Однако даже с этими дотациями семья Маркса жила в бедности и на грани отчаяния. Мебель в их двухкомнатной квартирке была поломана, вещи прохудились и обветшали, все покрывал толстый слой пыли. Семейство — родители, дети, экономка — спало в маленькой задней комнатке, тогда как другая комната служила одновременно и кабинетом, и игровой комнатой, и кухней. Доносчик из прусской полиции, обманным путем проникший в их квартиру, сообщал своему начальнику в Берлине, что Маркс «ведет существование настоящего богемного интеллектуала… Хотя он часто ничего не делает целыми днями, но потом начинает работать и днем и ночью, и работает без устали, когда ему надо многое сделать. Он ложится спать и встает в разное время. Он часто засиживается по ночам, а потом, днем, ложится одетым на диван и спит весь вечер, и все происходящее вокруг не нарушает его сна». Такое хаотичное существование перемежалось постоянными семейными трагедиями. В ноябре 1850 года его младший сын, Гвидо, внезапно умирает от судорог; годовалая дочь Франциска умерла на пасху 1852 года после сильного приступа бронхита. Другой сын, любимый Эдгар, умирает в марте 1855 года от туберкулеза.
Маркс стоял на похоронах, обезумев от отчаяния, и когда гроб опускали в землю, он сделал шаг вперед, — присутствующим показалось, что он был готов броситься вниз, вслед за гробом. Кто-то вытянул перед ним руку, удерживая его, просто на всякий случай.

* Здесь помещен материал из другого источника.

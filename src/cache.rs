use std::path::{Path, PathBuf};

use anyhow::Context;
use chrono::{DateTime, Utc};
use log::{debug, warn};
use serde::{Deserialize, Serialize};
use sha2::{Digest, Sha256};

#[derive(Debug, Serialize, Deserialize)]
pub struct CachedResponse {
    pub url: String,
    pub body: String,
    pub fetched_at: DateTime<Utc>,
}

/// Persistent response cache: one JSON file per URL, named after the URL's
/// SHA-256. Entries never expire on their own, only [`HttpCache::clear`]
/// removes them.
#[derive(Debug)]
pub struct HttpCache {
    dir: PathBuf,
}

impl HttpCache {
    pub fn new(dir: impl Into<PathBuf>) -> Self {
        Self { dir: dir.into() }
    }

    pub fn dir(&self) -> &Path {
        &self.dir
    }

    fn entry_path(&self, url: &str) -> PathBuf {
        let mut hasher = Sha256::new();
        hasher.update(url.as_bytes());
        self.dir.join(format!("{:x}.json", hasher.finalize()))
    }

    /// A broken entry counts as a miss; it gets overwritten on the next store.
    pub async fn get(&self, url: &str) -> Option<CachedResponse> {
        let path = self.entry_path(url);
        let raw = tokio::fs::read(&path).await.ok()?;
        match serde_json::from_slice::<CachedResponse>(&raw) {
            Ok(entry) if entry.url == url => {
                debug!("Cache hit for {url}");
                Some(entry)
            }
            Ok(_) => None,
            Err(e) => {
                warn!("Ignoring unreadable cache entry {}: {e}", path.display());
                None
            }
        }
    }

    pub async fn store(&self, url: &str, body: &str) -> anyhow::Result<()> {
        tokio::fs::create_dir_all(&self.dir)
            .await
            .with_context(|| format!("failed to create cache dir {}", self.dir.display()))?;
        let entry = CachedResponse {
            url: url.to_string(),
            body: body.to_string(),
            fetched_at: Utc::now(),
        };
        let path = self.entry_path(url);
        tokio::fs::write(&path, serde_json::to_vec(&entry)?)
            .await
            .with_context(|| format!("failed to write cache entry {}", path.display()))?;
        Ok(())
    }

    /// Drops every cached response.
    pub async fn clear(&self) -> anyhow::Result<()> {
        match tokio::fs::remove_dir_all(&self.dir).await {
            Ok(()) => Ok(()),
            Err(e) if e.kind() == std::io::ErrorKind::NotFound => Ok(()),
            Err(e) => Err(e)
                .with_context(|| format!("failed to clear cache dir {}", self.dir.display())),
        }
    }
}
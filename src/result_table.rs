/// Header row plus data rows, ready to be rendered.
#[derive(Debug, Clone, PartialEq, Eq)]
pub struct ResultTable {
    pub header: Vec<String>,
    pub rows: Vec<Vec<String>>,
}

impl ResultTable {
    pub fn new(header: &[&str]) -> Self {
        Self {
            header: header.iter().map(|column| column.to_string()).collect(),
            rows: vec![],
        }
    }

    pub fn push_row(&mut self, row: Vec<String>) {
        self.rows.push(row);
    }

    /// Header first, then the data rows.
    pub fn all_rows(&self) -> impl Iterator<Item = &Vec<String>> {
        std::iter::once(&self.header).chain(self.rows.iter())
    }

    /// Number of data rows; the header is not counted.
    pub fn len(&self) -> usize {
        self.rows.len()
    }

    pub fn is_empty(&self) -> bool {
        self.rows.is_empty()
    }
}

«Если бы только, — писал Энгельс в своем письме соболезнования после смерти Франциски, — была бы какая-то возможность вам с семьей переехать в более здоровый район и в более просторные комнаты». Неизвестно, нищета убила Франциску или нет, но нищета определенно влияла на жизнь ее родителей. Разгневанные кредиторы — мясники, бакалейщики, да и судебный пристав, — постоянно стучали в двери, требуя уплаты. «Неделю назад я дошел до смешного — уже не могу выходить на улицу, так как мои пальто заложены, — писал Маркс в феврале 1852 года. — Больше не могу есть мясо, поскольку его уже не дают в кредит». Позже он признался Энгельсу: «За последние 8—10 дней я кормлю семью только хлебом и картошкой, но сомневаюсь, смогу ли и сегодня накормить их чем-то… И как мне выбраться из этого проклятой неразберихи?» К тому времени Маркс получал постоянное жалованье как европейский корреспондент «Нью-Йорк дейли трибьюн». Он еженедельно сдавал две статьи по 2 фунта стерлингов за каждую, но этого было недостаточно даже с дополнительной помощью от Энгельса. Такое бедственное положение, естественно, мешало Марксу сосредоточиться на его выдающемся произведении.
«Но, как бы то ни было, работа быстро продвигается к завершению, — писал он в июне 1851 года. — Придет такое время, когда все должно решительно прекратиться». Это говорит о незнании себя: Маркс мог с готовностью прекратить свои отношения с друзьями и политическими ассоциациями, но не мог сделать то же самое по отношению к работе — особенно по отношению к этому исследованию, огромному сборнику статистики, истории и философии, который, наконец, обнажит постыдные тайны капитализма. Чем больше он исследовал и записывал, тем дальше казалось завершение. «Главное, — писал ему Энгельс в 1851 году, — ты еще раз должен дебютировать перед обществом, но уже со своей большой книгой… Совершенно необходимо снять проклятие, созданное твоим долгим отсутствием на немецком книжном рынке». Вскоре этот проект был опять отложен, так как стал жертвой еще одной из «постоянных задержек». Сразу после удачи во Франции в декабре 1851 года Маркс по просьбе американского еженедельника «Революшн» написал «Восемнадцатое брюмера Луи Бонапарта». Следующие несколько лет были потрачены в основном на междоусобицы, мелочную полемику с товарищами по эмиграции. Маркс утверждал, что это было важное политическое вмешательство, а не просто проявление вражды, так как ложные социалистические мессии (если еще остались неразоблаченными) всегда более привлекательны для масс, чем настоящие монархи. «Я вовлечен в смертельную борьбу с мнимыми либералами», — заявлял он.